__WORK INSTRUCTION__. Your response must consist of one number: how many lines in this material contain the word "UseStateForUnknown".

******************************

use serde::Deserialize;

/// Error body returned by the InfluxDB v2 API
#[derive(Debug, Deserialize)]
pub struct ApiErrorResponse {
    pub code: Option<String>,
    pub message: Option<String>,
}

/// Query string builder
#[derive(Debug, Clone, Default)]
pub struct ApiQueryParams {
    params: Vec<(String, String)>,
}

impl ApiQueryParams {
    pub fn new() -> Self {
        Self::default()
    }

    pub fn add<K: Into<String>, V: ToString>(mut self, key: K, value: V) -> Self {
        self.params.push((key.into(), value.to_string()));
        self
    }

    pub fn add_optional<K: Into<String>, V: ToString>(mut self, key: K, value: Option<V>) -> Self {
        if let Some(v) = value {
            self.params.push((key.into(), v.to_string()));
        }
        self
    }

    pub fn to_query_string(&self) -> String {
        if self.params.is_empty() {
            return String::new();
        }

        format!(
            "?{}",
            self.params
                .iter()
                .map(|(k, v)| format!("{}={}", k, urlencoding::encode(v)))
                .collect::<Vec<_>>()
                .join("&")
        )
    }
}

/// Offset pagination accepted by the orgs, buckets and users endpoints
#[derive(Debug, Clone, Copy)]
pub struct PaginationParams {
    pub offset: u32,
    pub limit: u32,
}

impl PaginationParams {
    /// Largest page the orgs and buckets endpoints accept
    pub const MAX_LIMIT: u32 = 100;

    pub fn first_page() -> Self {
        Self {
            offset: 0,
            limit: Self::MAX_LIMIT,
        }
    }

    pub fn next(self) -> Self {
        Self {
            offset: self.offset + self.limit,
            limit: self.limit,
        }
    }

    pub fn apply(&self, params: ApiQueryParams) -> ApiQueryParams {
        params.add("offset", self.offset).add("limit", self.limit)
    }
}

/// Links block attached to most InfluxDB objects
#[derive(Debug, Clone, Default, Deserialize, PartialEq)]
pub struct Links {
    #[serde(rename = "self")]
    pub self_link: Option<String>,
    pub labels: Option<String>,
    pub logs: Option<String>,
    pub members: Option<String>,
    pub owners: Option<String>,
    pub runs: Option<String>,
}
//! `influxdb_user` and `influxdb_users` data sources
//!
//! InfluxDB has no endpoint answering "which organization does this user
//! belong to", so membership is recovered by walking every organization's
//! owners and members. The first organization that lists the user wins and
//! an owner entry beats a member entry within the same organization.

use crate::api::orgs::MemberRole;
use crate::api::users::User;
use crate::api::{cancellable, ApiError, Client};
use crate::resources::user::Membership;
use async_trait::async_trait;
use std::collections::HashMap;
use tfplug::request::{DataSourceReadRequest, DataSourceReadResponse};
use tfplug::schema::Attribute;
use tfplug::{
    AttributeBuilder, Context, DataSourceSchema, DataSourceV2, Diagnostics, Dynamic,
    SchemaBuilder, StateBuilder,
};

use super::{computed_string, failed, lookup_key};

fn user_attributes() -> Vec<Attribute> {
    vec![
        computed_string("name", "The user name."),
        computed_string("status", "The status of a user."),
        computed_string(
            "org_id",
            "The organization ID that the user belongs to. Null if the user is not a member of any organization.",
        ),
        computed_string(
            "org_role",
            "The role of the user in the organization (`member` or `owner`). Null if the user is not a member of any organization.",
        ),
        AttributeBuilder::string("password")
            .computed()
            .sensitive()
            .description("The password of the user. This will be always `null`.")
            .build(),
    ]
}

/// Maps user IDs to the organization membership they hold
async fn membership_index(
    client: &Client,
    ctx: &Context,
) -> Result<HashMap<String, Membership>, ApiError> {
    let orgs_api = client.orgs();
    let orgs = cancellable(ctx, orgs_api.list()).await?;
    let mut index = HashMap::new();

    for org in &orgs {
        for role in [MemberRole::Owner, MemberRole::Member] {
            let members = match cancellable(ctx, orgs_api.list_by_role(&org.id, role)).await {
                Ok(members) => members,
                Err(ApiError::Cancelled) => return Err(ApiError::Cancelled),
                Err(e) => {
                    tracing::debug!(org_id = %org.id, role = role.as_str(), error = %e, "skipping organization roster");
                    continue;
                }
            };
            for member in members {
                index.entry(member.id).or_insert_with(|| Membership {
                    org_id: org.id.clone(),
                    role,
                });
            }
        }
    }

    Ok(index)
}

fn user_values(user: &User, membership: Option<&Membership>) -> StateBuilder {
    StateBuilder::new()
        .string("id", &user.id)
        .string("name", &user.name)
        .optional_string("status", user.status.clone())
        .optional_string("org_id", membership.map(|m| m.org_id.clone()))
        .optional_string("org_role", membership.map(|m| m.role.as_str().to_string()))
        .value("password", Dynamic::Null)
}

fn membership_warning(diagnostics: &mut Diagnostics, user: &User, error: &ApiError) {
    diagnostics.add_warning(
        "Unable to get organization membership for user",
        Some(format!(
            "Could not get organization membership for user {}: {}",
            user.name, error
        )),
    );
}

pub struct UserDataSource {
    client: Client,
}

impl UserDataSource {
    pub fn new(client: Client) -> Self {
        Self { client }
    }

    pub fn schema_static() -> DataSourceSchema {
        let mut schema = SchemaBuilder::new().description("Retrieves a user.").attribute(
            AttributeBuilder::string("id")
                .required()
                .description("The user ID."),
        );
        for attribute in user_attributes() {
            schema = schema.attribute(attribute);
        }
        schema.build()
    }
}

#[async_trait]
impl DataSourceV2 for UserDataSource {
    async fn read(&self, request: DataSourceReadRequest) -> DataSourceReadResponse {
        let mut diagnostics = Diagnostics::new();
        let ctx = &request.context;

        let Some(id) = lookup_key(
            &request.config,
            "id",
            "Id is empty",
            "Must set Id",
            &mut diagnostics,
        ) else {
            return failed(diagnostics);
        };

        let user = match cancellable(ctx, self.client.users().get(&id)).await {
            Ok(user) => user,
            Err(e) => {
                diagnostics.add_error("Unable to retrieves user", Some(e.to_string()));
                return failed(diagnostics);
            }
        };

        let membership = match membership_index(&self.client, ctx).await {
            Ok(mut index) => index.remove(&user.id),
            Err(e) => {
                membership_warning(&mut diagnostics, &user, &e);
                None
            }
        };

        DataSourceReadResponse {
            state: Some(user_values(&user, membership.as_ref()).build()),
            diagnostics,
        }
    }
}

pub struct UsersDataSource {
    client: Client,
}

impl UsersDataSource {
    pub fn new(client: Client) -> Self {
        Self { client }
    }

    pub fn schema_static() -> DataSourceSchema {
        let mut attributes = user_attributes();
        attributes.push(computed_string("id", "The user ID."));

        SchemaBuilder::new()
            .description("List all users.")
            .attribute(
                AttributeBuilder::nested_list("users", attributes)
                    .computed()
                    .description("Users visible to the provider's credentials."),
            )
            .build()
    }
}

#[async_trait]
impl DataSourceV2 for UsersDataSource {
    async fn read(&self, request: DataSourceReadRequest) -> DataSourceReadResponse {
        let mut diagnostics = Diagnostics::new();
        let ctx = &request.context;

        let users = match cancellable(ctx, self.client.users().list()).await {
            Ok(users) => users,
            Err(e) => {
                diagnostics.add_error("Unable to list users", Some(e.to_string()));
                return failed(diagnostics);
            }
        };

        let index = match membership_index(&self.client, ctx).await {
            Ok(index) => index,
            Err(e) => {
                for user in &users {
                    membership_warning(&mut diagnostics, user, &e);
                }
                HashMap::new()
            }
        };

        let items = users
            .iter()
            .map(|user| user_values(user, index.get(&user.id)).build_object())
            .collect();

        DataSourceReadResponse {
            state: Some(
                StateBuilder::new()
                    .value("users", Dynamic::List(items))
                    .build(),
            ),
            diagnostics,
        }
    }
}
//! Compiles the tfplugin6 protocol definition into Rust code using tonic-build.

fn main() -> Result<(), Box<dyn std::error::Error>> {
    println!("cargo:rerun-if-changed=proto/tfplugin6.proto");

    // Prefer a protoc from the environment, fall back to the vendored binary.
    if std::env::var_os("PROTOC").is_none() {
        std::env::set_var("PROTOC", protoc_bin_vendored::protoc_bin_path()?);
    }

    tonic_build::configure()
        .build_server(true)
        .build_client(false)
        .compile_protos(&["proto/tfplugin6.proto"], &["proto"])?;

    Ok(())
}
//! Drives a resource through create, refresh, update and destroy over the
//! gRPC service, the way Terraform sequences the calls

#![allow(clippy::disallowed_methods)] // Allow unwrap() in tests for clarity

use async_trait::async_trait;
use std::collections::HashMap;
use std::sync::Arc;
use std::time::Duration;
use tfplug::grpc::ProviderService;
use tfplug::plan_modifier::{RequiresReplaceIfChanged, UseStateForUnknown};
use tfplug::proto::tfplugin6 as proto;
use tfplug::proto::tfplugin6::provider_server::Provider;
use tfplug::request::*;
use tfplug::types::{decode_msgpack, encode_msgpack};
use tfplug::{
    AttributeBuilder, Context, DataSourceSchema, DataSourceV2, Diagnostics, Dynamic, ProviderV2,
    ResourceSchema, ResourceV2, Result, SchemaBuilder, State, StateBuilder, StaticNumber,
};
use tokio::sync::Mutex;
use tonic::Request;

type Store = Arc<Mutex<HashMap<String, HashMap<String, Dynamic>>>>;

struct MemoryProvider {
    store: Store,
}

fn widget_schema() -> ResourceSchema {
    SchemaBuilder::new()
        .attribute(
            AttributeBuilder::string("id")
                .computed()
                .plan_modifier(Box::new(UseStateForUnknown)),
        )
        .attribute(
            AttributeBuilder::string("org_id")
                .required()
                .plan_modifier(Box::new(RequiresReplaceIfChanged)),
        )
        .attribute(AttributeBuilder::string("name").required())
        .attribute(
            AttributeBuilder::number("retention")
                .optional()
                .computed()
                .default(Box::new(StaticNumber::new(0.0))),
        )
        .attribute(AttributeBuilder::string("updated_at").computed())
        .build()
}

#[async_trait]
impl ProviderV2 for MemoryProvider {
    fn type_name(&self) -> &str {
        "memory"
    }

    fn provider_schema(&self) -> tfplug::Schema {
        SchemaBuilder::new().build()
    }

    async fn configure(&mut self, _request: ConfigureRequest) -> ConfigureResponse {
        ConfigureResponse {
            diagnostics: Diagnostics::new(),
        }
    }

    async fn create_resource(&self, name: &str) -> Result<Box<dyn ResourceV2>> {
        match name {
            "memory_widget" => Ok(Box::new(Widget {
                store: self.store.clone(),
            })),
            _ => Err(format!("Unknown resource type: {}", name).into()),
        }
    }

    async fn create_data_source(&self, name: &str) -> Result<Box<dyn DataSourceV2>> {
        Err(format!("Unknown data source type: {}", name).into())
    }

    async fn resource_schemas(&self) -> HashMap<String, ResourceSchema> {
        HashMap::from([("memory_widget".to_string(), widget_schema())])
    }

    async fn data_source_schemas(&self) -> HashMap<String, DataSourceSchema> {
        HashMap::new()
    }
}

struct Widget {
    store: Store,
}

impl Widget {
    fn stamp(state: State, revision: usize) -> State {
        let mut values = state.values;
        values.insert("updated_at".to_string(), Dynamic::from(format!("r{}", revision)));
        State::from_values(values)
    }
}

#[async_trait]
impl ResourceV2 for Widget {
    async fn create(&self, request: CreateRequest) -> CreateResponse {
        let mut store = self.store.lock().await;
        let id = format!("w{}", store.len() + 1);
        let mut state = request.planned_state;
        state.set("id", id.as_str());
        let state = Self::stamp(state, 1);
        store.insert(id, state.values.clone());
        CreateResponse {
            state,
            diagnostics: Diagnostics::new(),
        }
    }

    async fn read(&self, request: ReadRequest) -> ReadResponse {
        let id = request.current_state.get_string("id").unwrap_or_default();
        let store = self.store.lock().await;
        ReadResponse {
            state: store.get(&id).cloned().map(State::from_values),
            diagnostics: Diagnostics::new(),
        }
    }

    async fn update(&self, request: UpdateRequest) -> UpdateResponse {
        let state = Self::stamp(request.planned_state, 2);
        let id = state.get_string("id").unwrap_or_default();
        self.store.lock().await.insert(id, state.values.clone());
        UpdateResponse {
            state,
            diagnostics: Diagnostics::new(),
        }
    }

    async fn delete(&self, request: DeleteRequest) -> DeleteResponse {
        let id = request.current_state.get_string("id").unwrap_or_default();
        self.store.lock().await.remove(&id);
        DeleteResponse {
            diagnostics: Diagnostics::new(),
        }
    }
}

fn value(values: Option<HashMap<String, Dynamic>>) -> Option<proto::DynamicValue> {
    let value = values.map_or(Dynamic::Null, Dynamic::Map);
    Some(proto::DynamicValue {
        msgpack: encode_msgpack(&value).unwrap(),
        json: vec![],
    })
}

fn object(value: Option<proto::DynamicValue>) -> Option<HashMap<String, Dynamic>> {
    match decode_msgpack(&value.unwrap().msgpack).unwrap() {
        Dynamic::Map(values) => Some(values),
        Dynamic::Null => None,
        other => panic!("unexpected value {:?}", other),
    }
}

fn config(org_id: &str, name: &str) -> HashMap<String, Dynamic> {
    StateBuilder::new()
        .value("id", Dynamic::Null)
        .string("org_id", org_id)
        .string("name", name)
        .value("retention", Dynamic::Null)
        .value("updated_at", Dynamic::Null)
        .build()
        .values
}

async fn plan(
    service: &ProviderService<MemoryProvider>,
    prior: Option<HashMap<String, Dynamic>>,
    proposed: Option<HashMap<String, Dynamic>>,
    config: HashMap<String, Dynamic>,
) -> proto::plan_resource_change::Response {
    service
        .plan_resource_change(Request::new(proto::plan_resource_change::Request {
            type_name: "memory_widget".to_string(),
            prior_state: value(prior),
            proposed_new_state: value(proposed),
            config: value(Some(config)),
            ..Default::default()
        }))
        .await
        .unwrap()
        .into_inner()
}

async fn apply(
    service: &ProviderService<MemoryProvider>,
    prior: Option<HashMap<String, Dynamic>>,
    planned: Option<HashMap<String, Dynamic>>,
    config: HashMap<String, Dynamic>,
) -> Option<HashMap<String, Dynamic>> {
    let response = service
        .apply_resource_change(Request::new(proto::apply_resource_change::Request {
            type_name: "memory_widget".to_string(),
            prior_state: value(prior),
            planned_state: value(planned),
            config: value(Some(config)),
            ..Default::default()
        }))
        .await
        .unwrap()
        .into_inner();
    assert!(response.diagnostics.is_empty());
    object(response.new_state)
}

#[tokio::test]
async fn full_lifecycle() {
    let store = Store::default();
    let service = ProviderService::new(MemoryProvider {
        store: store.clone(),
    });

    // create
    let cfg = config("org1", "alpha");
    let planned = object(plan(&service, None, Some(cfg.clone()), cfg.clone()).await.planned_state)
        .unwrap();
    assert!(planned["id"].is_unknown());
    assert_eq!(planned["retention"], Dynamic::Number(0.0));

    let created = apply(&service, None, Some(planned), cfg).await.unwrap();
    assert_eq!(created["id"], Dynamic::from("w1"));
    assert_eq!(created["updated_at"], Dynamic::from("r1"));

    // refresh
    let refreshed = service
        .read_resource(Request::new(proto::read_resource::Request {
            type_name: "memory_widget".to_string(),
            current_state: value(Some(created.clone())),
            ..Default::default()
        }))
        .await
        .unwrap()
        .into_inner();
    assert_eq!(object(refreshed.new_state).unwrap(), created);

    // in-place update
    let cfg = config("org1", "beta");
    let mut proposed = created.clone();
    proposed.insert("name".to_string(), Dynamic::from("beta"));
    let response = plan(&service, Some(created.clone()), Some(proposed), cfg.clone()).await;
    assert!(response.requires_replace.is_empty());
    let planned = object(response.planned_state).unwrap();
    assert!(planned["updated_at"].is_unknown());
    assert_eq!(planned["id"], Dynamic::from("w1"));

    let updated = apply(&service, Some(created.clone()), Some(planned), cfg)
        .await
        .unwrap();
    assert_eq!(updated["name"], Dynamic::from("beta"));
    assert_eq!(updated["updated_at"], Dynamic::from("r2"));

    // changing org_id forces replacement
    let cfg = config("org2", "beta");
    let mut proposed = updated.clone();
    proposed.insert("org_id".to_string(), Dynamic::from("org2"));
    let response = plan(&service, Some(updated.clone()), Some(proposed), cfg.clone()).await;
    assert_eq!(response.requires_replace.len(), 1);

    // destroy
    let destroyed = apply(&service, Some(updated), None, cfg).await;
    assert!(destroyed.is_none());
    assert!(store.lock().await.is_empty());
}

#[tokio::test]
async fn refresh_of_deleted_object_drops_state() {
    let service = ProviderService::new(MemoryProvider {
        store: Store::default(),
    });

    let response = service
        .read_resource(Request::new(proto::read_resource::Request {
            type_name: "memory_widget".to_string(),
            current_state: value(Some(config("org1", "ghost"))),
            ..Default::default()
        }))
        .await
        .unwrap()
        .into_inner();

    assert!(object(response.new_state).is_none());
}

#[tokio::test]
async fn timeout_context_cancels_long_operation() {
    let ctx = Context::new().with_timeout(Duration::from_millis(20));

    let outcome = tokio::select! {
        _ = ctx.cancelled() => "cancelled",
        _ = tokio::time::sleep(Duration::from_secs(5)) => "finished",
    };

    assert_eq!(outcome, "cancelled");
}

#[tokio::test]
async fn concurrent_resource_operations_share_provider() {
    let store = Store::default();
    let service = Arc::new(ProviderService::new(MemoryProvider {
        store: store.clone(),
    }));

    let mut handles = Vec::new();
    for i in 0..8 {
        let service = service.clone();
        handles.push(tokio::spawn(async move {
            let cfg = config("org1", &format!("widget-{}", i));
            let planned = object(
                plan(&service, None, Some(cfg.clone()), cfg.clone())
                    .await
                    .planned_state,
            );
            apply(&service, None, planned, cfg).await
        }));
    }

    for handle in handles {
        assert!(handle.await.unwrap().is_some());
    }
    assert_eq!(store.lock().await.len(), 8);
}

******************************

__RESULT FOR THIS TASK__. 2